Prompted by news that the garage owners are counter-suing the neighborhood residents who oppose them, Councillor Alice K. Wolf asked City Manager Robert W. Healy to fill in the Council on the project's status at next week's Council meeting.
And Councillor Francis H. Duehay '55 charged that Healy had been feeding the Council "sanitized" information on the subject.
"There are people who feel that this City Council has not been responding--is not even being given the information it needs from the City Manager--to handle this matter in a responsible way," said Wolf.
Opponents of the garage charge that in granting The Athenaeum Group a permit for the development, the city violated a federal freeze on new parking spaces in Cambridge and have filed a suit against both city and developers. If successful, their suit could make illegal every parking facility built in the city since 1984.
In response to these charges, the City Council last month passed a non-binding resolution asking the city manager to suspend the garage's building permit until the issue was resolved.
But last week the Athenaeum Group filed a countersuit against the garage's opponents, asking to have their complaint dismissed.
In a letter sent to the City Council, the garage opponents called the countersuit "simultaneously antidemocratic and idiotic." It also accused the Council of failing to keep tabs on what the city government is doing.
"Above all, we're disturbed by the lack of municipal leadership in the face of difficult issues," the letter read. "Lack of leadership has allowed conflict about development to expand to unreasonable levels which are destructive to all the parties involved."
Although the Council has dealt with the Binney St. garage at two recent meetings, several Councillors said last night that Healy has not made certain information available to the Council.

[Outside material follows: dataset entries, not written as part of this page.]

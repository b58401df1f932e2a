//! Operator confirmation

use async_trait::async_trait;
use tokio::io::{AsyncBufReadExt, AsyncRead, AsyncWrite, AsyncWriteExt, BufReader, Stdin, Stdout};
use tokio::sync::Mutex;
use tracing::debug;

use crate::error::ConfirmError;

/// Asks the operator a yes/no question.
#[async_trait]
pub trait Confirmer: Send + Sync {
    async fn confirm(&self, prompt: &str, title: &str) -> Result<bool, ConfirmError>;
}

/// Answers every question with the same value
#[derive(Debug, Clone, Copy)]
pub struct FixedConfirmer(pub bool);

#[async_trait]
impl Confirmer for FixedConfirmer {
    async fn confirm(&self, _prompt: &str, _title: &str) -> Result<bool, ConfirmError> {
        Ok(self.0)
    }
}

/// Prompts on a line-oriented terminal.
///
/// One question at a time: concurrent confirmations wait for the current
/// answer. Only `y` and `yes` (any case) count as yes.
pub struct PromptConfirmer<R, W> {
    io: Mutex<(BufReader<R>, W)>,
}

/// Prompts on the daemon's own terminal
pub type ConsoleConfirmer = PromptConfirmer<Stdin, Stdout>;

impl ConsoleConfirmer {
    pub fn console() -> Self {
        Self::new(tokio::io::stdin(), tokio::io::stdout())
    }
}

impl<R, W> PromptConfirmer<R, W>
where
    R: AsyncRead + Unpin + Send,
    W: AsyncWrite + Unpin + Send,
{
    pub fn new(reader: R, writer: W) -> Self {
        Self {
            io: Mutex::new((BufReader::new(reader), writer)),
        }
    }
}

#[async_trait]
impl<R, W> Confirmer for PromptConfirmer<R, W>
where
    R: AsyncRead + Unpin + Send,
    W: AsyncWrite + Unpin + Send,
{
    async fn confirm(&self, prompt: &str, title: &str) -> Result<bool, ConfirmError> {
        let mut io = self.io.lock().await;
        let (reader, writer) = &mut *io;

        writer
            .write_all(format!("[{}] {} [y/N] ", title, prompt).as_bytes())
            .await?;
        writer.flush().await?;

        let mut line = String::new();
        if reader.read_line(&mut line).await? == 0 {
            return Err(ConfirmError::Closed);
        }
        let answer = line.trim().to_ascii_lowercase();
        debug!(title, answer = %answer, "Operator answered");
        Ok(answer == "y" || answer == "yes")
    }
}
//! Configuration file handling for pcpd

use std::net::SocketAddr;
use std::path::{Path, PathBuf};

use anyhow::{Context, Result};
use clap::ValueEnum;
use serde::{Deserialize, Serialize};

/// Default listen address, loopback only
pub const DEFAULT_LISTEN: &str = "127.0.0.1:18090";

/// Name of the static content directory next to the executable
pub const CONTENT_DIR_NAME: &str = "wwwroot";

/// How reboot confirmations are answered
#[derive(Debug, Clone, Copy, PartialEq, Eq, Serialize, Deserialize, ValueEnum)]
#[serde(rename_all = "lowercase")]
pub enum ConfirmMode {
    /// Prompt on the daemon's terminal
    Console,
    /// Refuse every reboot
    Deny,
}

/// Configuration file contents
#[derive(Debug, Clone, Default, PartialEq, Serialize, Deserialize)]
#[serde(default)]
pub struct Config {
    pub server: ServerSection,
    pub log: LogSection,
    pub confirm: ConfirmSection,
}

#[derive(Debug, Clone, Default, PartialEq, Serialize, Deserialize)]
#[serde(default)]
pub struct ServerSection {
    pub listen: Option<SocketAddr>,
    pub content_root: Option<PathBuf>,
}

#[derive(Debug, Clone, Default, PartialEq, Serialize, Deserialize)]
#[serde(default)]
pub struct LogSection {
    pub path: Option<PathBuf>,
}

#[derive(Debug, Clone, Default, PartialEq, Serialize, Deserialize)]
#[serde(default)]
pub struct ConfirmSection {
    pub mode: Option<ConfirmMode>,
}

/// Values given on the command line, each overriding the file
#[derive(Debug, Clone, Default)]
pub struct Overrides {
    pub listen: Option<SocketAddr>,
    pub content_root: Option<PathBuf>,
    pub log_file: Option<PathBuf>,
    pub confirm: Option<ConfirmMode>,
}

impl Config {
    /// Load configuration from the default config file, if there is one
    pub fn load() -> Result<Self> {
        let config_path = Self::config_path()?;
        if config_path.exists() {
            Self::load_from(&config_path)
        } else {
            Ok(Self::default())
        }
    }

    /// Load configuration from a specific path
    pub fn load_from(path: &Path) -> Result<Self> {
        let content = std::fs::read_to_string(path)
            .with_context(|| format!("Failed to read config file: {}", path.display()))?;
        toml::from_str(&content)
            .with_context(|| format!("Failed to parse config file: {}", path.display()))
    }

    /// Get the default config file path
    pub fn config_path() -> Result<PathBuf> {
        let config_dir = dirs::config_dir()
            .context("Could not determine config directory")?
            .join("pcpd");

        Ok(config_dir.join("config.toml"))
    }

    /// Merge CLI arguments over config file values
    ///
    /// `exe_dir` anchors the default content root.
    pub fn merge_with_args(&self, args: &Overrides, exe_dir: &Path) -> Result<MergedConfig> {
        let listen = match args.listen.or(self.server.listen) {
            Some(listen) => listen,
            None => DEFAULT_LISTEN.parse()?,
        };
        let content_root = match args
            .content_root
            .clone()
            .or_else(|| self.server.content_root.clone())
        {
            Some(root) => root,
            None => resolve_content_root(exe_dir).with_context(|| {
                format!("Failed to create content root in {}", exe_dir.display())
            })?,
        };

        Ok(MergedConfig {
            listen,
            content_root,
            log_path: args
                .log_file
                .clone()
                .or_else(|| self.log.path.clone())
                .unwrap_or_else(pcp_bridge::default_log_path),
            confirm: args
                .confirm
                .or(self.confirm.mode)
                .unwrap_or(ConfirmMode::Console),
        })
    }
}

/// Fully resolved configuration after merging CLI args
#[derive(Debug, Clone, PartialEq)]
pub struct MergedConfig {
    pub listen: SocketAddr,
    pub content_root: PathBuf,
    pub log_path: PathBuf,
    pub confirm: ConfirmMode,
}

/// Locate the static content root.
///
/// `<exe>/wwwroot` when present, else the source-tree location three levels
/// up from a build output directory, else `<exe>/wwwroot` is created.
pub fn resolve_content_root(exe_dir: &Path) -> std::io::Result<PathBuf> {
    let root = exe_dir.join(CONTENT_DIR_NAME);
    if root.is_dir() {
        return Ok(root);
    }

    let dev_root = exe_dir.join("..").join("..").join("..").join(CONTENT_DIR_NAME);
    if dev_root.is_dir() {
        return Ok(dev_root);
    }

    std::fs::create_dir_all(&root)?;
    Ok(root)
}
//! Wire models for the bridge protocol and the forwarding engine

mod command;
mod forward;
mod reply;

pub use command::*;
pub use forward::*;
pub use reply::*;
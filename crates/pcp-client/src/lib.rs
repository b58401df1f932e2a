//! PCP Client Library
//!
//! Forwards JSON-over-HTTP requests to a desk phone's embedded web API.
//!
//! The phone serves its API over HTTPS with a self-signed certificate, so the
//! client built by [`ClientFactory`] accepts any server certificate. One
//! endpoint (`/api/v1/callctrl/dial`) spuriously answers `400` on some
//! models; [`Forwarder`] retries it with the documented variants.
//!
//! # Example
//!
//! ```rust,no_run
//! use std::sync::Arc;
//!
//! use pcp_client::{ClientFactory, ClientHandle, Forwarder};
//! use pcp_core::{ForwardRequest, NoopRecorder};
//!
//! #[tokio::main]
//! async fn main() -> anyhow::Result<()> {
//!     let clients = Arc::new(ClientHandle::new(ClientFactory::new())?);
//!     let forwarder = Forwarder::new(clients, Arc::new(NoopRecorder));
//!
//!     let result = forwarder
//!         .forward(&ForwardRequest::get("https://10.0.0.12", "/api/v1/mgmt/device/info"))
//!         .await;
//!     println!("{} {}", result.status, result.reason);
//!     Ok(())
//! }
//! ```
//!
//! # Testing
//!
//! The `testing` module provides a mock phone and a scripted transport:
//!
//! ```rust,ignore
//! use pcp_client::testing::MockDevice;
//!
//! let device = MockDevice::start_with_dial_failures(3).await?;
//! let path = device.url("/api/v1/callctrl/dial");
//! ```

mod engine;
mod error;
mod factory;
mod handle;
mod request;
pub mod testing;
mod tls;
mod transport;

pub use engine::{Forwarder, DIAL_ENDPOINT};
pub use error::{ClientError, ResolveError, Result, TransportError};
pub use factory::{ClientFactory, HttpClient, REQUEST_TIMEOUT};
pub use handle::{ClientHandle, ClientLease};
pub use request::{render_headers, Attempt, Target, JSON_CONTENT_TYPE};
pub use tls::{insecure_client_config, AcceptAnyServerCert, TLS_INSECURE};
pub use transport::{AttemptResponse, Transport, TransportFactory};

Wolf cited a communication from the federal Environmental Protection Agency and the Massachusetts Department of Environmental Quality Engineering, which described the suspension of the building permit as a "premature" action.

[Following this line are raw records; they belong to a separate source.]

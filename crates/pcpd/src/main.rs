//! pcpd - PCP forwarder daemon
//!
//! Serves the local UI and forwards its commands to a desk phone's web API.
//!
//! Usage:
//!   pcpd [OPTIONS]
//!
//! Configuration is read from `--config`, else from
//! `<config dir>/pcpd/config.toml` when it exists. Command-line options
//! override file values.

mod config;

use std::net::SocketAddr;
use std::path::PathBuf;
use std::sync::Arc;

use anyhow::{Context, Result};
use clap::Parser;
use pcp_bridge::{
    create_router, ConsoleConfirmer, Confirmer, FixedConfirmer, HostState, MessageBridge,
    RequestLogger, Verbosity,
};
use pcp_client::{ClientFactory, ClientHandle, Forwarder};
use tracing_subscriber::{fmt, prelude::*, EnvFilter};

use crate::config::{Config, ConfirmMode, Overrides};

#[derive(Parser)]
#[command(name = "pcpd")]
#[command(author, version, about = "PCP desk-phone request forwarder")]
struct Cli {
    /// Configuration file path
    #[arg(short, long, env = "PCPD_CONFIG")]
    config: Option<PathBuf>,

    /// Address to listen on [default: 127.0.0.1:18090]
    #[arg(short, long, env = "PCPD_LISTEN")]
    listen: Option<SocketAddr>,

    /// Directory holding index.html and the rest of the UI
    #[arg(long, env = "PCPD_CONTENT_ROOT")]
    content_root: Option<PathBuf>,

    /// Request log file
    #[arg(long, env = "PCPD_LOG_FILE")]
    log_file: Option<PathBuf>,

    /// How reboot confirmations are answered [default: console]
    #[arg(long, value_enum, env = "PCPD_CONFIRM")]
    confirm: Option<ConfirmMode>,
}

impl Cli {
    fn overrides(&self) -> Overrides {
        Overrides {
            listen: self.listen,
            content_root: self.content_root.clone(),
            log_file: self.log_file.clone(),
            confirm: self.confirm,
        }
    }
}

#[tokio::main]
async fn main() -> Result<()> {
    // Initialize logging
    tracing_subscriber::registry()
        .with(
            EnvFilter::try_from_default_env()
                .unwrap_or_else(|_| "pcpd=info,pcp_bridge=info,pcp_client=info".into()),
        )
        .with(fmt::layer())
        .init();

    let cli = Cli::parse();

    let file = match &cli.config {
        Some(path) => {
            tracing::info!(path = %path.display(), "Loading config");
            Config::load_from(path)?
        }
        None => Config::load()?,
    };
    let exe = std::env::current_exe().context("Could not locate the executable")?;
    let exe_dir = exe
        .parent()
        .context("Executable has no parent directory")?;
    let config = file.merge_with_args(&cli.overrides(), exe_dir)?;

    tracing::info!(
        content_root = %config.content_root.display(),
        log = %config.log_path.display(),
        confirm = ?config.confirm,
        "Starting pcpd"
    );

    let verbosity = Verbosity::default();
    let logger = Arc::new(RequestLogger::new(&config.log_path, verbosity.clone()));
    let clients = Arc::new(
        ClientHandle::new(ClientFactory::new()).context("Failed to build HTTP client")?,
    );
    let forwarder = Forwarder::new(clients, logger.clone());
    let confirmer: Arc<dyn Confirmer> = match config.confirm {
        ConfirmMode::Console => Arc::new(ConsoleConfirmer::console()),
        ConfirmMode::Deny => Arc::new(FixedConfirmer(false)),
    };
    let bridge = MessageBridge::new(forwarder, confirmer, verbosity);
    let app = create_router(HostState::new(bridge, logger.stream(), &config.content_root));

    let listener = tokio::net::TcpListener::bind(config.listen)
        .await
        .with_context(|| format!("Failed to bind {}", config.listen))?;
    tracing::info!("Listening on http://{}", config.listen);

    axum::serve(listener, app)
        .with_graceful_shutdown(shutdown_signal())
        .await?;

    tracing::info!("Stopped");
    Ok(())
}

async fn shutdown_signal() {
    if let Err(e) = tokio::signal::ctrl_c().await {
        tracing::warn!(error = %e, "Failed to listen for Ctrl-C");
        std::future::pending::<()>().await;
    }
}

#[cfg(test)]
mod tests {
    use super::*;
    use clap::CommandFactory;

    #[test]
    fn test_cli_definition() {
        Cli::command().debug_assert();
    }

    #[test]
    fn test_cli_overrides() {
        let cli = Cli::parse_from([
            "pcpd",
            "--listen",
            "127.0.0.1:9999",
            "--confirm",
            "deny",
            "--log-file",
            "/tmp/pcp.log",
        ]);
        let overrides = cli.overrides();
        assert_eq!(overrides.listen, Some("127.0.0.1:9999".parse().unwrap()));
        assert_eq!(overrides.confirm, Some(ConfirmMode::Deny));
        assert_eq!(overrides.log_file, Some(PathBuf::from("/tmp/pcp.log")));
        assert!(overrides.content_root.is_none());
    }
}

At a hearing last month, Healy said he had received this message by telephone, and read the text of it to the Council. Wolf complained last night that he had never given the Council a written copy of the message.
When Healy asked Wolf if she doubted whether he had received such a message at all, Wolf replied that Healy should have followed standard procedure and submitted the communication in writing.
"[His information] cannot be with-held from the City Council under any circumstances," said Duehay. "It is too important."